Louis obéit, salua Mlle de Montalais et partit au galop pour rejoindre le carrosse des reines.

En passant, il vit Monsieur qui dormait.

Madame ne dormait pas, elle.

Elle dit au roi, à son passage:

– Quel bon cheval, Sire!… N’est-ce pas le cheval bai de Monsieur?

Quant à la jeune reine, elle ne dit rien que ces mots:

– Êtes-vous mieux, mon cher Sire?

Chapitre CLXII – Trium-Féminat

Le roi, une fois à Paris, se rendit au Conseil et travailla une partie de la journée. La reine demeura chez elle avec la reine mère, et fondit en larmes après avoir fait son adieu au roi.

– Ah! ma mère, dit-elle, le roi ne m’aime plus. Que deviendrai-je, mon Dieu?

– Un mari aime toujours une femme telle que vous, répondit Anne d’Autriche.

– Le moment peut venir, ma mère, où il aimera une autre femme que moi.

– Qu’appelez-vous aimer?

– Oh! toujours penser à quelqu’un, toujours rechercher cette personne.

– Est-ce que vous avez remarqué, dit Anne d’Autriche, que le roi fît de ces sortes de choses?

– Non, madame, dit la jeune reine en hésitant.

– Vous voyez bien, Marie!

– Et cependant, ma mère, avouez que le roi me délaisse?

– Le roi, ma fille, appartient à tout son royaume.

– Et voilà pourquoi il ne m’appartient plus, à moi; voilà pourquoi je me verrai, comme se sont vues tant de reines, délaissée, oubliée, tandis que l’amour, la gloire et les honneurs seront pour les autres. Oh! ma mère, le roi est si beau! Combien lui diront qu’elles l’aiment, combien devront l’aimer!

– Il est rare que les femmes aiment un homme dans le roi. Mais cela dût-il arriver, j’en doute, souhaitez plutôt, Marie, que ces femmes aiment réellement votre mari.
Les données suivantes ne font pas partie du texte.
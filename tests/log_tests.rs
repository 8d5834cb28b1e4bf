use machdash::core::log::LogLogic;
use machdash::db::log::{load_entries, ttlog};
use machdash::db::pool::DbPool;

fn strip_ansi(s: &str) -> String {
    let re = regex::Regex::new(r"\x1B\[[0-9;]*[mK]").unwrap();
    re.replace_all(s, "").into_owned()
}

#[test]
fn test_entries_come_back_in_insertion_order() {
    let pool = DbPool::in_memory().expect("pool");
    ttlog(&pool.conn, "login", "operator", "session opened").expect("log");
    ttlog(&pool.conn, "fetch", "/data/ops.xlsx", "6 operational rows").expect("log");

    let entries = load_entries(&pool.conn).expect("entries");
    let ops: Vec<&str> = entries.iter().map(|e| e.operation.as_str()).collect();
    assert_eq!(ops, vec!["login", "fetch"]);
    assert_eq!(entries[1].target, "/data/ops.xlsx");
}

#[test]
fn test_formatted_lines_show_operation_and_target() {
    let pool = DbPool::in_memory().expect("pool");
    ttlog(&pool.conn, "export", "/tmp/out.csv", "csv export of machine 12").expect("log");

    let lines = LogLogic::format_entries(&load_entries(&pool.conn).expect("entries"));
    assert_eq!(lines.len(), 1);

    let plain = strip_ansi(&lines[0]);
    assert!(plain.starts_with("1: "));
    assert!(plain.contains("export (/tmp/out.csv)"));
    assert!(plain.ends_with("=> csv export of machine 12"));
}

#[test]
fn test_long_messages_wrap() {
    let pool = DbPool::in_memory().expect("pool");
    let long = "word ".repeat(40);
    ttlog(&pool.conn, "fetch_failed", "https://example.invalid/ops.xlsx", long.trim()).expect("log");

    let lines = LogLogic::format_entries(&load_entries(&pool.conn).expect("entries"));
    assert!(lines[0].contains('\n'));
}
D’abord, l’amour dévoué de la maîtresse est un élément de dissolution rapide pour l’amour de l’amant; et puis, à force d’aimer, la maîtresse perd tout empire sur l’amant, dont elle ne désire ni la puissance ni la richesse, mais l’amour. Souhaitez donc que le roi n’aime guère, et que sa maîtresse aime beaucoup!

– Oh! ma mère, quelle puissance que celle d’un amour profond!
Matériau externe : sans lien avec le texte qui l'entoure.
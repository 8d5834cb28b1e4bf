// src/export/pdf.rs

use pdf_writer::{Content, Name, Pdf, Rect, Ref, Str};
use std::fs::File;
use std::io::Write;
use std::path::Path;

// A4 portrait, in points
const PAGE_W: f32 = 595.0;
const PAGE_H: f32 = 842.0;
const MARGIN: f32 = 50.0;
const ROW_H: f32 = 20.0;

const FONT_SIZE: f32 = 10.0;
const HEADER_FONT_SIZE: f32 = 11.0;
const TITLE_FONT_SIZE: f32 = 14.0;

const CATALOG_ID: Ref = Ref::new(1);
const PAGES_ID: Ref = Ref::new(2);
const FONT_ID: Ref = Ref::new(3);
const FONT: Name<'static> = Name(b"F1");

/// Dashboard report document: a metrics + daily table section and an
/// optional bar chart page.
pub struct PdfManager {
    pdf: Pdf,
    page_refs: Vec<Ref>,
    next_id: i32,
}

impl Default for PdfManager {
    fn default() -> Self {
        Self::new()
    }
}

impl PdfManager {
    pub fn new() -> Self {
        let mut pdf = Pdf::new();
        pdf.type1_font(FONT_ID).base_font(Name(b"Helvetica"));

        Self {
            pdf,
            page_refs: Vec::new(),
            next_id: 4,
        }
    }

    fn fresh_ref(&mut self) -> Ref {
        let id = self.next_id;
        self.next_id += 1;
        Ref::new(id)
    }

    /// Open a page with its title and page number drawn. Returns the content
    /// stream id with the content.
    fn new_page(&mut self, title: &str) -> (Ref, Content) {
        let page_id = self.fresh_ref();
        let content_id = self.fresh_ref();
        self.page_refs.push(page_id);

        let mut page = self.pdf.page(page_id);
        page.parent(PAGES_ID)
            .media_box(Rect::new(0.0, 0.0, PAGE_W, PAGE_H))
            .contents(content_id);
        page.resources().fonts().pair(FONT, FONT_ID);

        let mut content = Content::new();
        draw_text(&mut content, MARGIN, PAGE_H - MARGIN + 15.0, TITLE_FONT_SIZE, title);
        draw_text(
            &mut content,
            PAGE_W - MARGIN - 60.0,
            MARGIN - 35.0,
            FONT_SIZE,
            &format!("Page {}", self.page_refs.len()),
        );

        (content_id, content)
    }

    fn finish_page(&mut self, content_id: Ref, content: Content) {
        self.pdf.stream(content_id, &content.finish());
    }

    /// Multi-page table. `summary` lines are printed once, between the
    /// title and the table of the first page.
    pub fn write_table(
        &mut self,
        title: &str,
        summary: &[String],
        headers: &[&str],
        rows: &[Vec<String>],
    ) {
        let col_widths = col_widths(headers, rows);
        let table_w: f32 = col_widths.iter().sum();
        let header_row: Vec<String> = headers.iter().map(|s| s.to_string()).collect();

        let mut remaining: &[Vec<String>] = rows;
        let mut first = true;

        loop {
            let (content_id, mut content) = self.new_page(title);
            let mut y = PAGE_H - MARGIN - 30.0;

            if first {
                for line in summary {
                    draw_text(&mut content, MARGIN, y + 5.0, FONT_SIZE, line);
                    y -= ROW_H * 0.8;
                }
                y -= ROW_H * 0.5;
            }

            fill_band(&mut content, y, table_w, (0.85, 0.87, 0.90));
            draw_row(&mut content, y, &col_widths, &header_row, HEADER_FONT_SIZE);
            y -= ROW_H;

            let mut consumed = 0;
            for (i, row) in remaining.iter().enumerate() {
                if y - ROW_H < MARGIN {
                    break;
                }
                if i % 2 == 0 {
                    fill_band(&mut content, y, table_w, (0.96, 0.96, 0.96));
                }
                draw_row(&mut content, y, &col_widths, row, FONT_SIZE);
                y -= ROW_H;
                consumed += 1;
            }

            self.finish_page(content_id, content);
            remaining = &remaining[consumed..];
            first = false;

            if remaining.is_empty() {
                break;
            }
        }
    }

    /// One page with a horizontal bar per day, scaled to the largest value.
    pub fn write_bar_chart(&mut self, title: &str, bars: &[(u32, f64)]) {
        let (content_id, mut content) = self.new_page(title);

        let max = bars.iter().map(|(_, v)| *v).fold(0.0_f64, f64::max);
        let label_w = 30.0;
        let value_w = 60.0;
        let track_w = PAGE_W - 2.0 * MARGIN - label_w - value_w;

        let usable = PAGE_H - 2.0 * MARGIN - 40.0;
        let bar_h = (usable / bars.len().max(1) as f32).min(ROW_H);
        let mut y = PAGE_H - MARGIN - 30.0;

        for (day, value) in bars {
            let w = if max > 0.0 {
                (value / max) as f32 * track_w
            } else {
                0.0
            };

            draw_text(&mut content, MARGIN, y + 3.0, FONT_SIZE, &format!("{day:>2}"));

            content.save_state();
            content.set_fill_rgb(0.18, 0.46, 0.71);
            content.rect(MARGIN + label_w, y + 2.0, w.max(0.0), bar_h - 4.0);
            content.fill_nonzero();
            content.restore_state();

            draw_text(
                &mut content,
                MARGIN + label_w + track_w + 6.0,
                y + 3.0,
                FONT_SIZE,
                &format!("{value:.1}"),
            );

            y -= bar_h;
        }

        self.finish_page(content_id, content);
    }

    pub fn save(mut self, path: &Path) -> std::io::Result<()> {
        self.pdf.catalog(CATALOG_ID).pages(PAGES_ID);
        self.pdf
            .pages(PAGES_ID)
            .count(self.page_refs.len() as i32)
            .kids(self.page_refs.iter().copied());

        let bytes = self.pdf.finish();
        let mut f = File::create(path)?;
        f.write_all(&bytes)?;
        Ok(())
    }
}

fn draw_text(content: &mut Content, x: f32, y: f32, size: f32, text: &str) {
    content.begin_text();
    content.set_font(FONT, size);
    content.set_text_matrix([1.0, 0.0, 0.0, 1.0, x, y]);
    content.show(Str(text.as_bytes()));
    content.end_text();
}

/// Filled background behind one table row.
fn fill_band(content: &mut Content, y: f32, width: f32, (r, g, b): (f32, f32, f32)) {
    content.save_state();
    content.set_fill_rgb(r, g, b);
    content.rect(MARGIN, y, width, ROW_H);
    content.fill_nonzero();
    content.restore_state();
}

fn draw_row(content: &mut Content, y: f32, col_widths: &[f32], row: &[String], font_size: f32) {
    let mut x = MARGIN;

    for (text, w) in row.iter().zip(col_widths) {
        draw_text(content, x + 4.0, y + 5.0, font_size, text);

        content.save_state();
        content.set_stroke_rgb(0.65, 0.65, 0.65);
        content.rect(x, y, *w, ROW_H);
        content.stroke();
        content.restore_state();

        x += w;
    }
}

/// Column widths from header and content, scaled down to fit the page.
fn col_widths(headers: &[&str], rows: &[Vec<String>]) -> Vec<f32> {
    let mut widths: Vec<f32> = headers.iter().map(|h| h.len() as f32 * 6.5).collect();

    for row in rows {
        for (w, cell) in widths.iter_mut().zip(row) {
            *w = (cell.len() as f32 * 6.2).max(*w);
        }
    }

    let total: f32 = widths.iter().sum();
    let max = PAGE_W - 2.0 * MARGIN;
    if total > max {
        let scale = max / total;
        for w in &mut widths {
            *w *= scale;
        }
    }

    widths
}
– Et vous dites que vous êtes abandonnée.

– C’est vrai, c’est vrai, je déraisonne… Il est un supplice pourtant, ma mère, auquel je ne saurais résister.

– Lequel?

– Celui d’un heureux choix, celui d’un ménage qu’il se ferait à côté du nôtre; celui d’une famille qu’il trouverait chez une autre femme. Oh! si je voyais jamais des enfants au roi… j’en mourrais!

– Marie! Marie! répliqua la reine mère avec un sourire, et elle prit la main de la jeune reine: rappelez-vous ce mot que je vais vous dire, et qu’à jamais il vous serve de consolation: le roi ne peut avoir de dauphin sans vous, et vous pouvez en avoir sans lui.

À ces paroles, qu’elle accompagna d’un expressif éclat de rire, la reine mère quitta sa bru pour aller au-devant de Madame, dont un page venait d’annoncer la venue dans le grand cabinet.